AIM OF THE EXERCISE |
Search the records below for the string "stored", and report each line that contains it.

INFORMATION SUPPLIED |
══════════
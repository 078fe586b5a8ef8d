//! Shape tracking and migration of registered tables.
//!
//! Every registered table has a [`SchemeRecord`]: the shape last applied to
//! the database, with its version and hash. Registering a type compares the
//! declared shape with that record and picks a [`Plan`]:
//!
//! | stored record | hash | declared version | plan |
//! |---------------|------|------------------|------|
//! | none | - | - | [`Plan::Create`] |
//! | some | equal | higher | [`Plan::Bump`] |
//! | some | equal | same or lower | [`Plan::Stable`] |
//! | some | differs | lower | outdated version error |
//! | some | differs | same | ambiguous version error |
//! | some | differs | higher | [`Plan::Migrate`] |
//!
//! A migration copies the matched columns into a shadow table built with the
//! new shape, drops the old table and renames the shadow into place. All
//! statements and the record update run in one transaction.

mod matcher;
mod record;
mod store;
mod table_store;

pub use matcher::{FieldMatcher, FieldPair, RenameTolerant};
pub use record::SchemeRecord;
pub use store::{JsonFileStore, MemoryStore, SchemeStore};
pub use table_store::TableStore;

use std::any::TypeId;
use std::cmp::Ordering;
use std::collections::{HashMap, HashSet};
use std::sync::Arc;

use oxide_shape_core::builder::{CopyRows, Create, DropTable, RenameTable};
use oxide_shape_core::{Record, TableDescriptor};
use parking_lot::Mutex;
use tracing::{info, warn};

use crate::error::{DatabaseError, Result};
use crate::transport::{Session, Transport};

/// What registering a declared shape does.
#[derive(Debug, Clone, Copy, PartialEq, Eq)]
pub enum Plan {
    /// No stored record: create the table.
    Create,
    /// Same shape: nothing to do.
    Stable,
    /// Same shape under a higher version: store the new version only.
    Bump,
    /// New shape under a higher version: migrate the table.
    Migrate,
}

/// Decides what registering `local` over `remote` does.
///
/// # Errors
///
/// - [`DatabaseError::OutdatedVersion`] if the shapes differ and `local`
///   declares a lower version
/// - [`DatabaseError::AmbiguousVersion`] if the shapes differ under the same
///   version
pub fn plan(remote: Option<&SchemeRecord>, local: &SchemeRecord) -> Result<Plan> {
    let Some(remote) = remote else {
        return Ok(Plan::Create);
    };
    if remote.hash == local.hash {
        return Ok(if local.scheme_version > remote.scheme_version {
            Plan::Bump
        } else {
            Plan::Stable
        });
    }
    match local.scheme_version.cmp(&remote.scheme_version) {
        Ordering::Less => Err(DatabaseError::OutdatedVersion {
            table: remote.remote_name.clone(),
            local: local.scheme_version,
            remote: remote.scheme_version,
        }),
        Ordering::Equal => Err(DatabaseError::AmbiguousVersion {
            table: remote.remote_name.clone(),
            version: local.scheme_version,
        }),
        Ordering::Greater => Ok(Plan::Migrate),
    }
}

#[derive(Default)]
struct SchemeState {
    remote: HashMap<String, SchemeRecord>,
    pending: HashSet<String>,
    tables: HashMap<TypeId, Arc<TableDescriptor>>,
}

/// A registration in flight; the name is released when dropped.
struct Pending<'e> {
    state: &'e Mutex<SchemeState>,
    name: &'e str,
}

impl Drop for Pending<'_> {
    fn drop(&mut self) {
        self.state.lock().pending.remove(self.name);
    }
}

/// Registers tables and keeps them at their declared shape.
///
/// The engine holds two locks: the transport's connection lock for every
/// statement, and its own metadata lock for the record maps. The metadata
/// lock is only taken for map updates, never across a statement.
pub struct SchemeEngine {
    transport: Arc<Transport>,
    store: Box<dyn SchemeStore>,
    version: i64,
    state: Mutex<SchemeState>,
}

impl std::fmt::Debug for SchemeEngine {
    fn fmt(&self, f: &mut std::fmt::Formatter<'_>) -> std::fmt::Result {
        f.debug_struct("SchemeEngine")
            .field("version", &self.version)
            .finish_non_exhaustive()
    }
}

impl SchemeEngine {
    /// Creates an engine loaded from `store`.
    ///
    /// `version` is the scheme version used by [`SchemeEngine::register`].
    ///
    /// # Errors
    ///
    /// Returns an error if the store cannot be read.
    pub fn new(
        transport: Arc<Transport>,
        store: Box<dyn SchemeStore>,
        version: i64,
    ) -> Result<Self> {
        let remote: HashMap<String, SchemeRecord> = store.load()?.into_iter().collect();
        info!(tables = remote.len(), version, "Scheme loaded");
        Ok(Self {
            transport,
            store,
            version,
            state: Mutex::new(SchemeState {
                remote,
                ..SchemeState::default()
            }),
        })
    }

    /// Returns the default scheme version.
    #[must_use]
    pub const fn version(&self) -> i64 {
        self.version
    }

    /// Returns the transport statements run on.
    #[must_use]
    pub fn transport(&self) -> &Arc<Transport> {
        &self.transport
    }

    /// Registers `T` under its default table name and the default version.
    ///
    /// # Errors
    ///
    /// See [`SchemeEngine::register_with`].
    pub fn register<T: Record>(&self) -> Result<Arc<TableDescriptor>> {
        self.register_with::<T>(T::TABLE, self.version, &RenameTolerant)
    }

    /// Registers `T` as table `name` at `version`.
    ///
    /// # Errors
    ///
    /// See [`SchemeEngine::register_with`].
    pub fn register_as<T: Record>(&self, name: &str, version: i64) -> Result<Arc<TableDescriptor>> {
        self.register_with::<T>(name, version, &RenameTolerant)
    }

    /// Registers `T` as table `name` at `version`, pairing columns with
    /// `matcher` if a migration is needed.
    ///
    /// # Errors
    ///
    /// - descriptor errors for an invalid `T`
    /// - [`DatabaseError::RegistrationPending`] if `name` is being registered
    /// - the version errors of [`plan`]
    /// - [`DatabaseError::MigrationUnsupported`] if no column survives
    /// - driver and store errors; the transaction is rolled back and the
    ///   stored record is left as it was
    pub fn register_with<T: Record>(
        &self,
        name: &str,
        version: i64,
        matcher: &dyn FieldMatcher,
    ) -> Result<Arc<TableDescriptor>> {
        let table = Arc::new(TableDescriptor::build::<T>(name)?);
        let local = SchemeRecord::from_table(&table, version);
        let session = self.transport.lock();

        let (plan, remote) = {
            let mut state = self.state.lock();
            if state.pending.contains(name) {
                return Err(DatabaseError::RegistrationPending(name.to_string()));
            }
            let remote = state.remote.get(name).cloned();
            let plan = plan(remote.as_ref(), &local)?;
            state.pending.insert(name.to_string());
            (plan, remote)
        };
        let pending = Pending {
            state: &self.state,
            name,
        };

        let outcome = match plan {
            Plan::Stable => Ok(()),
            _ => session.transaction(|s| {
                self.apply(s, plan, &table, remote.as_ref(), &local, matcher)?;
                self.store.put(name, &local)
            }),
        };
        drop(pending);
        outcome?;

        let mut state = self.state.lock();
        if plan != Plan::Stable {
            state.remote.insert(name.to_string(), local);
        }
        state.tables.insert(TypeId::of::<T>(), Arc::clone(&table));
        info!(table = %name, ?plan, version, "Table registered");
        Ok(table)
    }

    fn apply(
        &self,
        session: &Session<'_>,
        plan: Plan,
        table: &TableDescriptor,
        remote: Option<&SchemeRecord>,
        local: &SchemeRecord,
        matcher: &dyn FieldMatcher,
    ) -> Result<()> {
        let name = table.remote_name();
        match (plan, remote) {
            (Plan::Create, _) => {
                info!(table = %name, version = local.scheme_version, "Creating table");
                session.execute(&Create::new().table(table))?;
            }
            (Plan::Bump, Some(remote)) => {
                info!(
                    table = %name,
                    from = remote.scheme_version,
                    to = local.scheme_version,
                    "Raising scheme version"
                );
            }
            (Plan::Migrate, Some(remote)) => self.migrate(session, table, remote, local, matcher)?,
            _ => {}
        }
        Ok(())
    }

    fn migrate(
        &self,
        session: &Session<'_>,
        table: &TableDescriptor,
        remote: &SchemeRecord,
        local: &SchemeRecord,
        matcher: &dyn FieldMatcher,
    ) -> Result<()> {
        let name = table.remote_name();
        let pairs = matcher.match_fields(remote, local);
        if pairs.is_empty() {
            warn!(table = %name, "No column survives, migration refused");
            return Err(DatabaseError::MigrationUnsupported(name.to_string()));
        }
        info!(
            table = %name,
            from = remote.scheme_version,
            to = local.scheme_version,
            columns = pairs.len(),
            "Migrating table"
        );

        let shadow = format!("_{name}_migration");
        session.execute(&DropTable::new().name(shadow.as_str()).if_exists())?;
        session.execute(
            &Create::new()
                .table(table)
                .name(&shadow)
                .if_not_exists(false),
        )?;
        session.execute(
            &CopyRows::new()
                .from_table(remote.remote_name.as_str())
                .into_table(shadow.as_str())
                .pairs(pairs.iter().map(|p| (p.old.as_str(), p.new.as_str()))),
        )?;
        session.execute(&DropTable::new().name(remote.remote_name.as_str()))?;
        session.execute(&RenameTable::new().name(shadow.as_str()).to(name))?;
        Ok(())
    }

    /// Returns whether table `name` has a stored record.
    #[must_use]
    pub fn check_exists(&self, name: &str) -> bool {
        self.state.lock().remote.contains_key(name)
    }

    /// Returns whether table `name` is stored with the shape of `table`.
    #[must_use]
    pub fn check_hash(&self, name: &str, table: &TableDescriptor) -> bool {
        self.state
            .lock()
            .remote
            .get(name)
            .is_some_and(|r| r.hash == table.hash())
    }

    /// Returns the stored record of table `name`.
    #[must_use]
    pub fn remote_record(&self, name: &str) -> Option<SchemeRecord> {
        self.state.lock().remote.get(name).cloned()
    }

    /// Returns the names of all stored tables, sorted.
    #[must_use]
    pub fn table_names(&self) -> Vec<String> {
        let mut names: Vec<String> = self.state.lock().remote.keys().cloned().collect();
        names.sort();
        names
    }

    /// Returns the descriptor `T` was registered with.
    ///
    /// # Errors
    ///
    /// - [`DatabaseError::TableNotExists`] if `T` was never registered or
    ///   its table was dropped
    /// - [`DatabaseError::TableNotMigrated`] if the stored shape differs
    pub fn table_for<T: Record>(&self) -> Result<Arc<TableDescriptor>> {
        let state = self.state.lock();
        let table = state
            .tables
            .get(&TypeId::of::<T>())
            .ok_or_else(|| DatabaseError::TableNotExists(T::TABLE.to_string()))?;
        let name = table.remote_name();
        let remote = state
            .remote
            .get(name)
            .ok_or_else(|| DatabaseError::TableNotExists(name.to_string()))?;
        if remote.hash != table.hash() {
            return Err(DatabaseError::TableNotMigrated(name.to_string()));
        }
        Ok(Arc::clone(table))
    }

    /// Drops table `name` and forgets its record.
    ///
    /// # Errors
    ///
    /// Returns [`DatabaseError::TableNotExists`] if `name` has no record, or
    /// driver and store errors.
    pub fn drop_table(&self, name: &str) -> Result<()> {
        let session = self.transport.lock();
        if !self.check_exists(name) {
            return Err(DatabaseError::TableNotExists(name.to_string()));
        }
        session.transaction(|s| {
            s.execute(&DropTable::new().name(name).if_exists())?;
            self.store.delete(name)
        })?;

        let mut state = self.state.lock();
        state.remote.remove(name);
        state.tables.retain(|_, t| t.remote_name() != name);
        info!(table = %name, "Table dropped");
        Ok(())
    }
}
══════════
ANSWER TO THIS TASK |
//! | stored record | hash | declared version | plan |
    /// No stored record: create the table.
    ///   stored record is left as it was
    /// Returns whether table `name` has a stored record.
    /// Returns whether table `name` is stored with the shape of `table`.
    /// Returns the stored record of table `name`.
    /// Returns the names of all stored tables, sorted.
    /// - [`DatabaseError::TableNotMigrated`] if the stored shape differs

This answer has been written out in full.